You may be asking yourself, more pancakes? Yes! More Pancakes! Pancakes are still our go-to breakfast food for the twins. Some days we have whole wheat waffles spread with applesauce, but most days we have pancakes. The kids are still loving the Oatmeal Pancakes and the Sweet Potato Pancakes, but since it is fall and since I do love pumpkin, we had to try some pumpkin pancakes. Plus? How awesome is it to be able to stir in canned 100% pumpkin puree and add a serving of veggies to their diet so quickly and easily? Very awesome.

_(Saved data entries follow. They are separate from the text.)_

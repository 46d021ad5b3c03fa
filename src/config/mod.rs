/// Database configuration and connection management
pub mod database;

/// Maintenance job settings loaded from config.toml
pub mod maintenance;
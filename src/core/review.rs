//! Review metrics for kits and configs.
//!
//! Glue between stored click values and the pure normalizer/classifier:
//! missing adjuster values read as 0 clicks and missing maximums as
//! uncalibrated.

use crate::{
    core::{
        balance::{SuspensionBalance, calculate_balance},
        clicks::{Adjustment, calculate_adjustment, checked_percentage},
        settings::{Adjuster, ClickSettings},
    },
    entities::{suspension_kit, tuning_config},
};
use serde::Serialize;

/// Percentage of one adjuster, None when it cannot be computed.
#[derive(Debug, Clone, Copy, PartialEq, Eq, Serialize)]
pub struct AdjusterPercentage {
    /// Which adjuster
    pub adjuster: Adjuster,
    /// Normalized value, None when uncalibrated
    pub percentage: Option<i32>,
}

/// A recommended change for one adjuster.
#[derive(Debug, Clone, Copy, PartialEq, Eq, Serialize)]
pub struct AdjusterChange {
    /// Which adjuster
    pub adjuster: Adjuster,
    /// Change to apply
    pub adjustment: Adjustment,
}

fn balance_of(settings: &ClickSettings, max: &ClickSettings) -> SuspensionBalance {
    calculate_balance(
        settings.fork_compression.unwrap_or(0),
        settings.fork_rebound.unwrap_or(0),
        settings.shock_compression_low.unwrap_or(0),
        settings.shock_rebound.unwrap_or(0),
        max.fork_compression.unwrap_or(0),
        max.fork_rebound.unwrap_or(0),
        max.shock_compression_low.unwrap_or(0),
        max.shock_rebound.unwrap_or(0),
    )
}

/// Balance of a kit's current settings.
#[must_use]
pub fn kit_balance(kit: &suspension_kit::Model) -> SuspensionBalance {
    balance_of(&ClickSettings::current_of(kit), &ClickSettings::max_of(kit))
}

/// Balance of a config's snapshot, normalized against the kit's maximums.
#[must_use]
pub fn config_balance(
    config: &tuning_config::Model,
    kit: &suspension_kit::Model,
) -> SuspensionBalance {
    balance_of(&ClickSettings::snapshot_of(config), &ClickSettings::max_of(kit))
}

/// Normalized percentages of every adjuster in `settings`.
#[must_use]
pub fn percentages(settings: &ClickSettings, max: &ClickSettings) -> Vec<AdjusterPercentage> {
    Adjuster::ALL
        .iter()
        .map(|&adjuster| AdjusterPercentage {
            adjuster,
            percentage: checked_percentage(settings.get(adjuster), max.get(adjuster)),
        })
        .collect()
}

/// Changes needed to bring a kit's current settings to `target`.
///
/// Adjusters missing on either side, or without a calibrated maximum, are
/// skipped, as are adjusters already at the target.
#[must_use]
pub fn plan_adjustments(kit: &suspension_kit::Model, target: &ClickSettings) -> Vec<AdjusterChange> {
    let current = ClickSettings::current_of(kit);
    let max = ClickSettings::max_of(kit);

    Adjuster::ALL
        .iter()
        .filter_map(|&adjuster| {
            let from = current.get(adjuster)?;
            let to = target.get(adjuster)?;
            let max = max.get(adjuster).filter(|m| *m > 0)?;
            (from != to).then(|| AdjusterChange {
                adjuster,
                adjustment: calculate_adjustment(from, to, max),
            })
        })
        .collect()
}
//! Database configuration module.
//!
//! This module handles `SQLite` database connection and table creation using `SeaORM`.
//! Tables are generated from the entity definitions with
//! `Schema::create_table_from_entity`, so the schema always matches the Rust structs
//! without hand-written SQL.

use crate::entities::{Motorcycle, SuspensionKit, TuningConfig};
use crate::errors::Result;
use sea_orm::{ConnectionTrait, Database, DatabaseConnection, Schema};

const DEFAULT_DATABASE_URL: &str = "sqlite://data/suspension_buddy.sqlite?mode=rwc";

/// Gets the database URL from the `DATABASE_URL` environment variable or returns
/// the default local `SQLite` path.
#[must_use]
pub fn get_database_url() -> String {
    std::env::var("DATABASE_URL").unwrap_or_else(|_| DEFAULT_DATABASE_URL.to_string())
}

/// Establishes a connection to the database named by [`get_database_url`].
pub async fn create_connection() -> Result<DatabaseConnection> {
    Database::connect(&get_database_url())
        .await
        .map_err(Into::into)
}

/// Creates all tables from the entity definitions.
///
/// Statements are emitted with `IF NOT EXISTS`, so running this against an
/// existing database is harmless.
pub async fn create_tables(db: &DatabaseConnection) -> Result<()> {
    let builder = db.get_database_backend();
    let schema = Schema::new(builder);

    let mut motorcycle_table = schema.create_table_from_entity(Motorcycle);
    let mut kit_table = schema.create_table_from_entity(SuspensionKit);
    let mut config_table = schema.create_table_from_entity(TuningConfig);

    motorcycle_table.if_not_exists();
    kit_table.if_not_exists();
    config_table.if_not_exists();

    db.execute(builder.build(&motorcycle_table)).await?;
    db.execute(builder.build(&kit_table)).await?;
    db.execute(builder.build(&config_table)).await?;

    tracing::debug!("Database tables ensured");
    Ok(())
}

#[cfg(test)]
mod tests {
    use super::*;
    use crate::entities::{MotorcycleModel, SuspensionKitModel, TuningConfigModel};
    use sea_orm::{EntityTrait, QuerySelect};

    #[tokio::test]
    async fn test_create_tables() -> Result<()> {
        let db = Database::connect("sqlite::memory:").await?;
        create_tables(&db).await?;

        // Test that tables exist by querying them
        let _: Vec<MotorcycleModel> = Motorcycle::find().limit(1).all(&db).await?;
        let _: Vec<SuspensionKitModel> = SuspensionKit::find().limit(1).all(&db).await?;
        let _: Vec<TuningConfigModel> = TuningConfig::find().limit(1).all(&db).await?;

        Ok(())
    }

    #[tokio::test]
    async fn test_create_tables_is_repeatable() -> Result<()> {
        let db = Database::connect("sqlite::memory:").await?;
        create_tables(&db).await?;
        create_tables(&db).await?;
        Ok(())
    }
}
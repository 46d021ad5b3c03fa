//! Entity module - Contains all SeaORM entity definitions for the database.
//! These entities represent the database tables and their relationships.
//! Each entity has a Model struct for data and an Entity struct for operations.

pub mod motorcycle;
pub mod suspension_kit;
pub mod tuning_config;

// Re-export specific types to avoid conflicts
pub use motorcycle::{Column as MotorcycleColumn, Entity as Motorcycle, Model as MotorcycleModel};
pub use suspension_kit::{
    Column as SuspensionKitColumn, Entity as SuspensionKit, Model as SuspensionKitModel,
};
pub use tuning_config::{
    Column as TuningConfigColumn, Entity as TuningConfig, Model as TuningConfigModel,
};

These pancakes are hearty with a nice pumpkin taste, very similar to a pumpkin bread. I hope you enjoy them!
Pumpkin Pancakes, adapted from Ruth on All Recipes
2 cups white whole wheat flour (you can use all-purpose too)
3 tablespoons brown sugar
2 teaspoons baking powder
1 teaspoon baking soda
1 teaspoon ground allspice
1 teaspoon cinnamon
1/2 teaspoon ground ginger
1/2 teaspoon salt
1/4 teaspoon grated nutmeg
2 cups milk
2 tablespoons vinegar
1 egg
2 tablespoons vegetable oil
2 cups pumpkin puree
In a large bowl mix together the dry ingredients. Pour the milk into a large measuring cup and then add the vinegar, egg and oil. Mix together then stir it into the dry ingredients. Lastly, stir in the pumpkin puree.
Fry on a hot, lightly oiled, griddle.